DBSA (Depression and Bipolar Support Alliance) became the third pillar of my support network. It was in these meetings that I found a group of people, my fellow afflicted brothers and sisters, who understood me and accepted me just as I was. From them I felt love, and toward them I directed my love. They gave me the strength to become the person I always wanted to be, and they provided for me a way to help others. Later I became a member of the All Saints Community, and there I found another pillar of support, source of love, and a means to provide love to many others. I shall always be a bit of an odd duck, but I accept that in myself, and my community of beloved accepts that in me.

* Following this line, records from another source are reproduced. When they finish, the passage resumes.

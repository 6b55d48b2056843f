//! Waker implementation for kernel tasks.
//!
//! A task's waker carries the executor's ready queue and the task id;
//! waking pushes the id back onto the queue. Wakers stay valid after
//! the task completes — a late wake enqueues an id the executor no
//! longer knows, which is dropped harmlessly.

extern crate alloc;

use alloc::collections::VecDeque;
use alloc::sync::Arc;
use alloc::task::Wake;
use core::task::Waker;

use ferrite_core::sync::IrqSpinLock;
use ferrite_core::task::TaskId;

/// The executor's queue of runnable task ids.
pub(crate) type ReadyQueue = IrqSpinLock<VecDeque<TaskId>>;

pub(crate) struct TaskWaker {
    queue: Arc<ReadyQueue>,
    id: TaskId,
}

impl TaskWaker {
    /// Builds a waker that re-queues `id` on `queue`.
    pub(crate) fn waker(queue: Arc<ReadyQueue>, id: TaskId) -> Waker {
        Waker::from(Arc::new(Self { queue, id }))
    }
}

impl Wake for TaskWaker {
    fn wake(self: Arc<Self>) {
        self.wake_by_ref();
    }

    fn wake_by_ref(self: &Arc<Self>) {
        self.queue.lock().push_back(self.id);
    }
}
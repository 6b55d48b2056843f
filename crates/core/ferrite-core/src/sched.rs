//! Current-task tracking.
//!
//! The executor publishes the identity of the task it is polling so that
//! ownership-tracking primitives ([`Mutex`](crate::sync::Mutex)) can
//! answer "does the current thread hold this lock". Before the executor
//! starts, the current task is [`TaskId::BOOT`].
//!
//! This is per-CPU state. The kernel target has one CPU, so a single
//! atomic cell suffices; host tests treat each test thread as its own
//! CPU via a thread-local, so parallel tests cannot observe each other's
//! current task.

use crate::task::TaskId;

#[cfg(not(any(test, feature = "std")))]
mod cell {
    use core::sync::atomic::{AtomicU64, Ordering};

    use crate::task::TaskId;

    static CURRENT_TASK: AtomicU64 = AtomicU64::new(TaskId::BOOT.0);

    pub fn load() -> u64 {
        CURRENT_TASK.load(Ordering::Acquire)
    }

    pub fn store(val: u64) {
        CURRENT_TASK.store(val, Ordering::Release);
    }
}

#[cfg(any(test, feature = "std"))]
mod cell {
    use core::cell::Cell;

    use crate::task::TaskId;

    std::thread_local! {
        static CURRENT_TASK: Cell<u64> = const { Cell::new(TaskId::BOOT.0) };
    }

    pub fn load() -> u64 {
        CURRENT_TASK.with(Cell::get)
    }

    pub fn store(val: u64) {
        CURRENT_TASK.with(|c| c.set(val));
    }
}

/// Returns the identity of the currently executing task.
#[inline]
pub fn current_task() -> TaskId {
    TaskId(cell::load())
}

/// Publishes the currently executing task.
///
/// Called by the executor around each poll; everything else should treat
/// the current task as read-only.
pub fn set_current_task(id: TaskId) {
    cell::store(id.0);
}
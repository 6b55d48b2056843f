//! Spin-based mutual exclusion lock.
//!
//! Uses test-and-test-and-set (TTAS) to reduce cache-line contention.

use core::cell::UnsafeCell;
use core::ops::{Deref, DerefMut};
use core::sync::atomic::{AtomicBool, Ordering};

/// A spin-based mutual exclusion lock.
///
/// Const-constructable so it can be placed in `static` items. Holders
/// must only do bounded work; anything that can block belongs under a
/// [`Mutex`](super::Mutex).
pub struct SpinLock<T> {
    locked: AtomicBool,
    name: &'static str,
    data: UnsafeCell<T>,
}

// SAFETY: The SpinLock ensures exclusive access to `T` via atomic
// operations. `T: Send` is required because the data may be accessed
// from different threads.
unsafe impl<T: Send> Send for SpinLock<T> {}
unsafe impl<T: Send> Sync for SpinLock<T> {}

impl<T> SpinLock<T> {
    /// Creates a new unlocked `SpinLock` wrapping `value`.
    pub const fn new(value: T) -> Self {
        Self {
            locked: AtomicBool::new(false),
            name: "<unnamed>",
            data: UnsafeCell::new(value),
        }
    }

    /// Creates a new unlocked `SpinLock` with a name for diagnostics.
    pub const fn named(name: &'static str, value: T) -> Self {
        Self {
            locked: AtomicBool::new(false),
            name,
            data: UnsafeCell::new(value),
        }
    }

    /// Returns the diagnostic name.
    pub const fn name(&self) -> &'static str {
        self.name
    }

    /// Acquires the lock, spinning until it becomes available.
    ///
    /// Returns a [`SpinLockGuard`] that releases the lock when dropped.
    pub fn lock(&self) -> SpinLockGuard<'_, T> {
        loop {
            // Fast path: try to acquire directly.
            if self
                .locked
                .compare_exchange_weak(false, true, Ordering::Acquire, Ordering::Relaxed)
                .is_ok()
            {
                return SpinLockGuard { lock: self };
            }

            // TTAS: spin on a read (shared cache line) until it looks free.
            while self.locked.load(Ordering::Relaxed) {
                core::hint::spin_loop();
            }
        }
    }

    /// Attempts to acquire the lock without spinning.
    ///
    /// Returns `Some(guard)` if the lock was acquired, `None` if it was
    /// already held.
    pub fn try_lock(&self) -> Option<SpinLockGuard<'_, T>> {
        if self
            .locked
            .compare_exchange(false, true, Ordering::Acquire, Ordering::Relaxed)
            .is_ok()
        {
            Some(SpinLockGuard { lock: self })
        } else {
            None
        }
    }

    /// Returns `true` if the lock is currently held by someone.
    pub fn is_locked(&self) -> bool {
        self.locked.load(Ordering::Relaxed)
    }

    /// Returns a mutable reference to the underlying data without
    /// acquiring the lock.
    pub fn get_mut(&mut self) -> &mut T {
        self.data.get_mut()
    }
}

/// RAII guard that releases the [`SpinLock`] when dropped.
pub struct SpinLockGuard<'a, T> {
    lock: &'a SpinLock<T>,
}

impl<'a, T> SpinLockGuard<'a, T> {
    /// Returns a reference to the underlying [`SpinLock`].
    pub fn lock_ref(&self) -> &'a SpinLock<T> {
        self.lock
    }
}

impl<T> Deref for SpinLockGuard<'_, T> {
    type Target = T;

    fn deref(&self) -> &T {
        // SAFETY: The guard guarantees exclusive access while it exists.
        unsafe { &*self.lock.data.get() }
    }
}

impl<T> DerefMut for SpinLockGuard<'_, T> {
    fn deref_mut(&mut self) -> &mut T {
        // SAFETY: The guard guarantees exclusive access while it exists.
        unsafe { &mut *self.lock.data.get() }
    }
}

impl<T> Drop for SpinLockGuard<'_, T> {
    fn drop(&mut self) {
        self.lock.locked.store(false, Ordering::Release);
    }
}
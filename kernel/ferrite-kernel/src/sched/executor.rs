//! Async executor for kernel tasks.
//!
//! A cooperative, single-CPU executor. Tasks are heap-allocated, pinned,
//! dynamically dispatched futures; a waker-based ready queue ensures
//! only runnable tasks are polled. The future is taken out of storage
//! before polling so no executor lock is held while task code runs, and
//! the identity of the polled task is published through
//! [`ferrite_core::sched`] for the ownership-tracking primitives.

extern crate alloc;

use alloc::boxed::Box;
use alloc::collections::{BTreeMap, VecDeque};
use alloc::sync::Arc;
use core::future::Future;
use core::pin::Pin;
use core::sync::atomic::{AtomicU64, Ordering};
use core::task::{Context, Poll};

use ferrite_core::sched;
use ferrite_core::sync::{IrqSpinLock, SpinLock};
use ferrite_core::task::{TaskId, TaskMeta};

use super::waker::{ReadyQueue, TaskWaker};

/// A pinned, heap-allocated, dynamically dispatched future.
type TaskFuture = Pin<Box<dyn Future<Output = ()> + Send>>;

/// A stored task: its future plus metadata.
struct TaskEntry {
    future: TaskFuture,
    #[allow(dead_code, reason = "surfaced in task dumps and debugging")]
    meta: TaskMeta,
}

/// The kernel's async task executor.
pub struct Executor {
    /// Task storage: id -> entry. An entry is absent while its future
    /// is out being polled.
    tasks: IrqSpinLock<BTreeMap<TaskId, TaskEntry>>,
    /// Runnable task ids, FIFO.
    ready: Arc<ReadyQueue>,
    /// Next task id.
    next_id: AtomicU64,
}

impl Executor {
    /// Creates an executor with no tasks.
    pub fn new() -> Self {
        Self {
            tasks: IrqSpinLock::named("executor.tasks", BTreeMap::new()),
            ready: Arc::new(IrqSpinLock::named("executor.ready", VecDeque::new())),
            next_id: AtomicU64::new(0),
        }
    }

    /// Spawns a task with default metadata.
    pub fn spawn(&self, future: impl Future<Output = ()> + Send + 'static) -> TaskId {
        self.spawn_with_meta(future, TaskMeta::default())
    }

    /// Spawns a task with a debugging name.
    pub fn spawn_named(
        &self,
        name: &'static str,
        future: impl Future<Output = ()> + Send + 'static,
    ) -> TaskId {
        self.spawn_with_meta(future, TaskMeta::new(name))
    }

    /// Spawns a task with explicit metadata.
    pub fn spawn_with_meta(
        &self,
        future: impl Future<Output = ()> + Send + 'static,
        meta: TaskMeta,
    ) -> TaskId {
        let id = TaskId(self.next_id.fetch_add(1, Ordering::Relaxed));
        self.tasks.lock().insert(
            id,
            TaskEntry {
                future: Box::pin(future),
                meta,
            },
        );
        self.ready.lock().push_back(id);
        id
    }

    /// Returns the number of live (incomplete) tasks.
    pub fn task_count(&self) -> usize {
        self.tasks.lock().len()
    }

    /// Polls every ready task until the ready queue drains.
    ///
    /// A task that yields or is woken during the sweep runs again in
    /// the same call; the sweep ends only when nothing is runnable.
    pub fn run_until_idle(&self) {
        loop {
            let id = self.ready.lock().pop_front();
            match id {
                Some(id) => self.poll_task(id),
                None => break,
            }
        }
    }

    /// Runs the executor until `future` completes, then returns its
    /// output. Spawned tasks keep running interleaved with it.
    ///
    /// # Panics
    ///
    /// Panics when every task is blocked and nothing can wake them —
    /// on this uniprocessor build that is a genuine deadlock.
    pub fn block_on<T: Send + 'static>(
        &self,
        future: impl Future<Output = T> + Send + 'static,
    ) -> T {
        let result = Arc::new(SpinLock::new(None));
        let slot = result.clone();
        self.spawn_named("block_on", async move {
            *slot.lock() = Some(future.await);
        });

        loop {
            self.run_until_idle();
            if let Some(val) = result.lock().take() {
                return val;
            }
            // Ready queue drained without the root future finishing:
            // every remaining task is parked with nobody left to wake it.
            panic!("executor: all tasks blocked (deadlock)");
        }
    }

    /// Polls one task, publishing it as the current task.
    fn poll_task(&self, id: TaskId) {
        let waker = TaskWaker::waker(self.ready.clone(), id);
        let mut cx = Context::from_waker(&waker);

        // Take the future out of storage so no lock is held while task
        // code runs. A stale ready-queue entry finds nothing and is
        // dropped.
        let entry = self.tasks.lock().remove(&id);
        let Some(mut entry) = entry else { return };

        let prev = sched::current_task();
        sched::set_current_task(id);
        let res = entry.future.as_mut().poll(&mut cx);
        sched::set_current_task(prev);

        if res.is_pending() {
            self.tasks.lock().insert(id, entry);
        }
    }
}

impl Default for Executor {
    fn default() -> Self {
        Self::new()
    }
}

Life is still absurd, but like Camus I have found a way to go on. My way is in a beloved community. Healing from bipolar disorder began with my hospitalization, drugs, and therapy, and will continue all the days of my life in the community of my beloved. In the past I could never say, “I love you,” but now I say it all the time and with each iteration of these words I feel stronger and more embraced in the human community. Ed Bacon in his book says, “I am because we are.” There is great truth in this statement, but as a Buddhist, I want to amend his statement and say, “I am not, therefore we are.” However that is a viewpoint to be discussed in another context. I have a beloved friend, who is dying of cancer, after a lifetime of helping others. She said I don’t think anyone can be truly healed who has not felt loved. I believe she is correct. Mental disorders can be treated, and the person restored, but without love they can never be complete.